Le Temps: Les Philippines vont vous payer 150 millions de francs d'arriéré de facture dont vous exigez le paiement depuis des années. Pourquoi le passez-vous comme résultat extraordinaire? Aviez-vous amorti cette somme dans le passé, comme si vous aviez renoncé à recouvrer cette somme?

Chris Kirk: Ces 150 millions de francs n'ont pas été amortis. Ne croyez pas que nous avions abandonné dans le passé l'espoir de récupérer le montant de cette facture. Nous avons toujours considéré cet argent comme le nôtre, un paiement pour des services que nous avions effectués contractuellement. La raison pour laquelle nous passons ce revenu en résultat extraordinaire, c'est qu'il vient en plus du revenu ordinaire.

- Comment êtes-vous parvenus à amener le gouvernement philippin à honorer sa dette?

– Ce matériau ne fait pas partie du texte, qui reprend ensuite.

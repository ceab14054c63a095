//! Recovering where a token came from.
//!
//! Error messages and locators need the file, line and column of a token.
//! Storing that on every token would make tokens large, so instead each token carries a
//! 32-bit [Key] and the [Tracer] maps keys back to source positions.
//!
//! Whenever source code is added to the input it is registered with
//! [register_source_code](Tracer::register_source_code), which reserves one key per character
//! and returns them as a [KeyRange].
//! The lexer gives the token starting at character `i` the key `range.key(i)`.
//! Tracing a key finds the registration it belongs to; the offset within the range is the
//! character offset within the source.
//!
//! Tokens created by the program rather than read from source (for example `\inaccessible`
//! or the tokens of a string pushed by a primitive) carry [Key::dummy] and trace to an
//! [Origin::Internal] location.
use crate::token::{CommandRef, CsNameInterner, Token, Value};
use std::collections::BTreeMap;
use std::ops::Bound::Included;
use std::path::PathBuf;

/// Key attached to tokens to enable tracing them.
#[derive(Debug, PartialEq, Eq, Clone, Copy, PartialOrd, Ord)]
#[cfg_attr(feature = "serde", derive(serde::Serialize, serde::Deserialize))]
pub struct Key(u32);

impl Key {
    /// Key for tokens that do not come from registered source code.
    pub fn dummy() -> Key {
        Key(u32::MAX)
    }

    pub fn is_dummy(&self) -> bool {
        self.0 == u32::MAX
    }
}

/// Keys reserved for one piece of source code.
#[derive(Debug, Clone, Copy, PartialEq, Eq)]
pub struct KeyRange {
    start: u32,
    len: u32,
}

impl KeyRange {
    /// Key of the character at the offset.
    ///
    /// Offsets past the end of the range map to the dummy key.
    #[inline]
    pub fn key(&self, offset: usize) -> Key {
        match u32::try_from(offset) {
            Ok(offset) if offset < self.len => Key(self.start + offset),
            _ => Key::dummy(),
        }
    }

    pub fn empty() -> KeyRange {
        KeyRange { start: 0, len: 0 }
    }

    #[cfg(test)]
    pub fn for_testing() -> KeyRange {
        KeyRange {
            start: 0,
            len: u32::MAX - 1,
        }
    }
}

/// Where some source code came from.
#[cfg_attr(feature = "serde", derive(serde::Serialize, serde::Deserialize))]
#[derive(Debug, PartialEq, Eq, Clone)]
pub enum Origin {
    File(PathBuf),
    /// A string added to the input under the provided label.
    String(String),
    Terminal,
    /// Tokens created by the interpreter itself.
    Internal,
}

impl std::fmt::Display for Origin {
    fn fmt(&self, f: &mut std::fmt::Formatter<'_>) -> std::fmt::Result {
        match self {
            Origin::File(path) => write!(f, "{}", path.display()),
            Origin::String(label) => write!(f, "{label}"),
            Origin::Terminal => write!(f, "<terminal>"),
            Origin::Internal => write!(f, "<internal>"),
        }
    }
}

/// The result of tracing a token, or the end of the input.
#[derive(Debug, PartialEq, Eq, Clone)]
pub struct SourceCodeTrace {
    pub origin: Origin,
    /// Content of the line the token came from.
    pub line_content: String,
    /// Starts at 1.
    pub line_number: usize,
    /// Character index within the line where the token starts.
    pub index: usize,
    /// Printable form of the token.
    pub value: String,
    /// The traced token, or [None] for an end of input trace.
    pub token: Option<Token>,
}

#[cfg_attr(feature = "serde", derive(serde::Serialize, serde::Deserialize))]
struct Registration {
    origin: Origin,
    content: String,
}

/// Records registered source code so that tokens can be traced.
#[derive(Default)]
#[cfg_attr(feature = "serde", derive(serde::Serialize, serde::Deserialize))]
pub struct Tracer {
    registrations: BTreeMap<u32, Registration>,
    next_key: u32,
    // The most recent source added from outside of TeX code (i.e. not by \input).
    last_external_input: Option<u32>,
}

impl Tracer {
    /// Registers source code and returns the keys for its characters.
    ///
    /// The token is the command that added the source code, or [None] if the source
    /// was added from outside of the TeX code.
    ///
    /// # Panics
    ///
    /// Panics if the total amount of registered source code exceeds 2^32 characters.
    pub fn register_source_code(
        &mut self,
        token: Option<Token>,
        origin: Origin,
        source_code: &str,
    ) -> KeyRange {
        // One extra key for the end of input position.
        let len = match u32::try_from(source_code.chars().count() + 1) {
            Ok(len) if self.next_key.checked_add(len).is_some_and(|l| l < u32::MAX) => len,
            _ => panic!("too much source code registered with the tracer"),
        };
        let range = KeyRange {
            start: self.next_key,
            len,
        };
        self.registrations.insert(
            range.start,
            Registration {
                origin,
                content: source_code.to_string(),
            },
        );
        if token.is_none() {
            self.last_external_input = Some(range.start);
        }
        self.next_key += len;
        range
    }

    /// Returns a trace for the token.
    pub fn trace(&self, token: Token, cs_name_interner: &CsNameInterner) -> SourceCodeTrace {
        let value = printable_value(token, cs_name_interner);
        let key = token.trace_key().0;
        let registration = if token.trace_key().is_dummy() {
            None
        } else {
            self.registrations
                .range((Included(&0), Included(&key)))
                .next_back()
        };
        let (first_key, registration) = match registration {
            None => return internal_trace(value, Some(token)),
            Some((first_key, registration)) => (*first_key, registration),
        };
        let char_offset = (key - first_key) as usize;
        let content = &registration.content;
        let mut line_number = 1;
        let mut byte_line_start = 0;
        let mut char_line_start = 0;
        for (char_index, (byte_index, c)) in content.char_indices().enumerate() {
            if char_index == char_offset {
                break;
            }
            if c == '\n' {
                byte_line_start = byte_index + 1;
                char_line_start = char_index + 1;
                line_number += 1;
            }
        }
        let line_content = content[byte_line_start..]
            .split('\n')
            .next()
            .unwrap_or_default()
            .trim_end_matches('\r')
            .to_string();
        SourceCodeTrace {
            origin: registration.origin.clone(),
            line_content,
            line_number,
            index: char_offset - char_line_start,
            value,
            token: Some(token),
        }
    }

    /// Returns a trace pointing just after the last non-blank line of the most recent
    /// external input.
    pub fn trace_end_of_input(&self) -> SourceCodeTrace {
        let registration = match self
            .last_external_input
            .and_then(|key| self.registrations.get(&key))
        {
            None => return internal_trace(" ".to_string(), None),
            Some(registration) => registration,
        };
        let content = &registration.content;
        let mut line_number = 0;
        let mut last_non_blank = (1, "");
        for line in content.split('\n') {
            line_number += 1;
            let line = line.trim_end();
            if !line.is_empty() {
                last_non_blank = (line_number, line);
            }
        }
        SourceCodeTrace {
            origin: registration.origin.clone(),
            line_content: last_non_blank.1.to_string(),
            line_number: last_non_blank.0,
            index: last_non_blank.1.chars().count(),
            value: " ".to_string(),
            token: None,
        }
    }
}

fn printable_value(token: Token, cs_name_interner: &CsNameInterner) -> String {
    match token.value() {
        Value::CommandRef(CommandRef::ControlSequence(cs_name, _)) => {
            format!["\\{}", cs_name_interner.resolve(cs_name).unwrap_or_default()]
        }
        Value::CommandRef(CommandRef::ActiveCharacter(c, _)) => c.to_string(),
        _ => token.char().map(String::from).unwrap_or_default(),
    }
}

fn internal_trace(value: String, token: Option<Token>) -> SourceCodeTrace {
    SourceCodeTrace {
        origin: Origin::Internal,
        line_content: value.clone(),
        line_number: 1,
        index: 0,
        value,
        token,
    }
}

#[cfg(test)]
mod tests {
    use super::*;
    use crate::token::Namespace;

    #[test]
    fn one_source_code() {
        let origin = Origin::File("input.tex".into());
        let source_code = "hël\nwor\\cömmand\nx";
        let mut tracer: Tracer = Default::default();
        let mut interner: CsNameInterner = Default::default();
        let command = interner.get_or_intern("cömmand");
        let range = tracer.register_source_code(None, origin.clone(), source_code);
        let tokens = vec![
            Token::new_letter('ë', range.key(1)),
            Token::new_space(' ', range.key(3)),
            Token::new_letter('w', range.key(4)),
            Token::new_control_sequence(command, Namespace::DEFAULT, range.key(7)),
            Token::new_letter('x', range.key(16)),
        ];
        let got: Vec<(usize, String, usize, String)> = tokens
            .iter()
            .map(|token| {
                let trace = tracer.trace(*token, &interner);
                assert_eq!(trace.origin, origin);
                (trace.line_number, trace.line_content, trace.index, trace.value)
            })
            .collect();
        let want = vec![
            (1, "hël".to_string(), 1, "ë".to_string()),
            (1, "hël".to_string(), 3, " ".to_string()),
            (2, "wor\\cömmand".to_string(), 0, "w".to_string()),
            (2, "wor\\cömmand".to_string(), 3, "\\cömmand".to_string()),
            (3, "x".to_string(), 0, "x".to_string()),
        ];
        assert_eq!(got, want);
    }

    #[test]
    fn multiple_source_code() {
        let mut tracer: Tracer = Default::default();
        let interner: CsNameInterner = Default::default();
        let origins = vec![
            Origin::File("a.tex".into()),
            Origin::String("b".into()),
            Origin::Terminal,
        ];
        let mut tokens = vec![];
        for (i, origin) in origins.iter().enumerate() {
            let c = char::from(b'a' + i as u8);
            let range = tracer.register_source_code(None, origin.clone(), &c.to_string());
            tokens.push(Token::new_letter(c, range.key(0)));
        }
        for (token, origin) in tokens.into_iter().zip(origins) {
            let trace = tracer.trace(token, &interner);
            assert_eq!(trace.origin, origin);
            assert_eq!(trace.line_content, token.char().unwrap().to_string());
        }
    }

    #[test]
    fn dummy_key_traces_to_internal() {
        let mut tracer: Tracer = Default::default();
        let mut interner: CsNameInterner = Default::default();
        tracer.register_source_code(None, Origin::Terminal, "abc");
        let name = interner.get_or_intern("inaccessible");
        let token = Token::new_control_sequence(name, Namespace::DEFAULT, Key::dummy());
        let trace = tracer.trace(token, &interner);
        assert_eq!(trace.origin, Origin::Internal);
        assert_eq!(trace.value, "\\inaccessible");
    }

    #[test]
    fn end_of_input_skips_blank_lines() {
        let mut tracer: Tracer = Default::default();
        tracer.register_source_code(None, Origin::Terminal, "first\nsecond  \n\n  \n");
        let trace = tracer.trace_end_of_input();
        assert_eq!(trace.line_number, 2);
        assert_eq!(trace.line_content, "second");
        assert_eq!(trace.index, 6);
        assert_eq!(trace.token, None);
    }

    #[test]
    fn end_of_input_without_source() {
        let tracer: Tracer = Default::default();
        assert_eq!(tracer.trace_end_of_input().origin, Origin::Internal);
    }
}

- Nous avons saisi le Centre international pour le règlement des différends, la cour d'arbitrage de la Banque mondiale, comme le prévoit le traité commercial passé entre la Suisse et les Philippines. Il a certes fallu montrer beaucoup de ténacité: la procédure a duré huit ans. Le mérite revient surtout à mon prédécesseur à la direction générale Sergio Marchionne, qui s'est beaucoup investi dans ce combat.

- Avez-vous menacé le gouvernement philippin de se retirer de son pays au cas où il ne ferait pas amende honorable?

- La procédure s'est déroulée de manière correcte en toute bonne foi. Nous n'avons jamais brandi la menace de la délocalisation pour faire valoir nos prétentions. Au contraire, nous avons même accru nos effectifs dans le pays depuis 2000, pour atteindre 600 personnes. Parmi elles, 400 sont employées dans une unité de traitement de données (back-office) à Manille, une entité qui pourrait très bien se trouver dans un autre pays.